PS 56-106
Analysis of in situ monitoring data for near-shore microalgae communities obtained by imaging flow-cytometry: integrating machine-learning into a state-space model of phytoplankton abundance
Highly resolved data on phytoplankton community composition can now be collected in situ using the Imaging FlowCytobot (IFCB), a submersible flow-cytometer that images thousands of individual cells and colonies in water samples collected at 30 minute intervals. At the Martha’s Vineyard Coastal Observatory (MVCO), an IFCB deployed continuously since mid-2006 has recorded over 400 million images, providing unprecedented views of a natural phytoplankton assemblage. Analyses of species diversity and community composition within this data set require taxonomic classification of the imaged cells, but the quantity of images makes expert identification impractical. Supervised machine learning algorithms can increase data throughput but also introduce much higher error rates.

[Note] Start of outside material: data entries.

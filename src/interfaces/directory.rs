//! Child and region directory interface.

use async_trait::async_trait;
use serde::Deserialize;

/// Result type for directory lookups.
pub type Result<T> = std::result::Result<T, DirectoryError>;

/// Errors from a directory or resolver backend.
#[derive(Debug, thiserror::Error)]
pub enum DirectoryError {
    #[error("Directory unavailable: {0}")]
    Unavailable(String),

    #[error("Directory returned invalid data: {0}")]
    InvalidData(String),
}

/// A sponsored child as seen by the ledger.
#[derive(Debug, Clone, PartialEq, Eq, Deserialize)]
pub struct ChildRecord {
    pub id: String,
    pub region_id: String,
    #[serde(default)]
    pub school: Option<String>,
}

/// A region as seen by the ledger.
#[derive(Debug, Clone, PartialEq, Eq, Deserialize)]
pub struct RegionRecord {
    pub id: String,
    pub name: String,
}

/// Lookup of children and regions owned by another service.
///
/// Implementations:
/// - `StaticDirectory`: configuration-seeded, in-process
#[async_trait]
pub trait Directory: Send + Sync {
    /// Look up a child. `None` when the child is unknown.
    async fn child(&self, child_id: &str) -> Result<Option<ChildRecord>>;

    /// Look up a region. `None` when the region is unknown.
    async fn region(&self, region_id: &str) -> Result<Option<RegionRecord>>;
}
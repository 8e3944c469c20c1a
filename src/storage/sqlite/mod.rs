//! SQLite implementations of storage interfaces.

use std::path::Path;
use std::str::FromStr;
use std::time::Duration;

use sqlx::sqlite::{SqliteConnectOptions, SqliteJournalMode, SqlitePoolOptions};
use sqlx::{SqliteConnection, SqlitePool};

use super::{Result, StorageError};

mod aggregate_store;
mod leaderboard_store;
mod ledger_store;
mod referral_store;

pub use aggregate_store::SqliteAggregateStore;
pub use leaderboard_store::SqliteLeaderboardStore;
pub use ledger_store::SqliteLedgerStore;
pub use referral_store::SqliteReferralStore;

/// Path value that selects a private in-memory database.
pub const MEMORY_PATH: &str = ":memory:";

/// Open a pool on the database file at `path`, creating it if needed.
pub async fn open_pool(path: &str) -> Result<SqlitePool> {
    if path == MEMORY_PATH {
        return memory_pool().await;
    }

    if let Some(parent) = Path::new(path).parent() {
        if !parent.as_os_str().is_empty() {
            std::fs::create_dir_all(parent)
                .map_err(|e| StorageError::Unavailable(format!("{}: {}", parent.display(), e)))?;
        }
    }

    let options = SqliteConnectOptions::new()
        .filename(path)
        .create_if_missing(true)
        .journal_mode(SqliteJournalMode::Wal)
        .busy_timeout(Duration::from_secs(5));

    Ok(SqlitePoolOptions::new().connect_with(options).await?)
}

/// Pool on a private in-memory database.
///
/// Every connection to `sqlite::memory:` opens its own empty database, so
/// the pool is pinned to a single connection that is never recycled.
pub async fn memory_pool() -> Result<SqlitePool> {
    let options = SqliteConnectOptions::from_str("sqlite::memory:")?;
    Ok(SqlitePoolOptions::new()
        .max_connections(1)
        .idle_timeout(None)
        .max_lifetime(None)
        .connect_with(options)
        .await?)
}

/// Start a write transaction.
///
/// BEGIN IMMEDIATE acquires the write lock upfront, preventing deadlocks
/// when concurrent DEFERRED transactions race to upgrade from shared to exclusive.
pub(crate) async fn begin_immediate(conn: &mut SqliteConnection) -> Result<()> {
    sqlx::query("BEGIN IMMEDIATE").execute(&mut *conn).await?;
    Ok(())
}

/// Commit on success, roll back on failure.
pub(crate) async fn finish<T>(conn: &mut SqliteConnection, result: Result<T>) -> Result<T> {
    match result {
        Ok(value) => match sqlx::query("COMMIT").execute(&mut *conn).await {
            Ok(_) => Ok(value),
            Err(e) => {
                let _ = sqlx::query("ROLLBACK").execute(&mut *conn).await;
                Err(e.into())
            }
        },
        Err(e) => {
            let _ = sqlx::query("ROLLBACK").execute(&mut *conn).await;
            Err(e)
        }
    }
}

To integrate the output of classification algorithms into standard methods for statistical inference, classification errors must be accurately represented by a probabilistic model.
Results/Conclusions
Ecological survey data that include classification errors have previously been modeled with multinomial distributions over the predicted class. Ensemble-based classification algorithms, in particular “random forests” of classification trees, produce richer, multivariate output incompatible with this approach. We describe a novel application of Dirichlet–multinomial mixture models to this multivariate output and demonstrate how to estimate model parameters without over–fitting. We compare models for univariate and multivariate output of classification algorithms using goodness-of-fit between the modeled distributions and separate, model validation data at two scales. In a small-scale problem, including just three classes of phytoplankton, the multivariate model fit the empirical distribution of random forest output better than the univariate model fit the empirical distribution over a single predicted class. This result suggests that the random forest algorithm, combined with our multivariate data model, should better represent uncertainty in the phytoplankton time series. However, in tests on a large-scale problem, involving 50 classes of phytoplankton observed at MVCO, both methods provide similar point estimates of community composition. More systematic model validation that may yet reveal a superior method for the large-scale problem will be presented.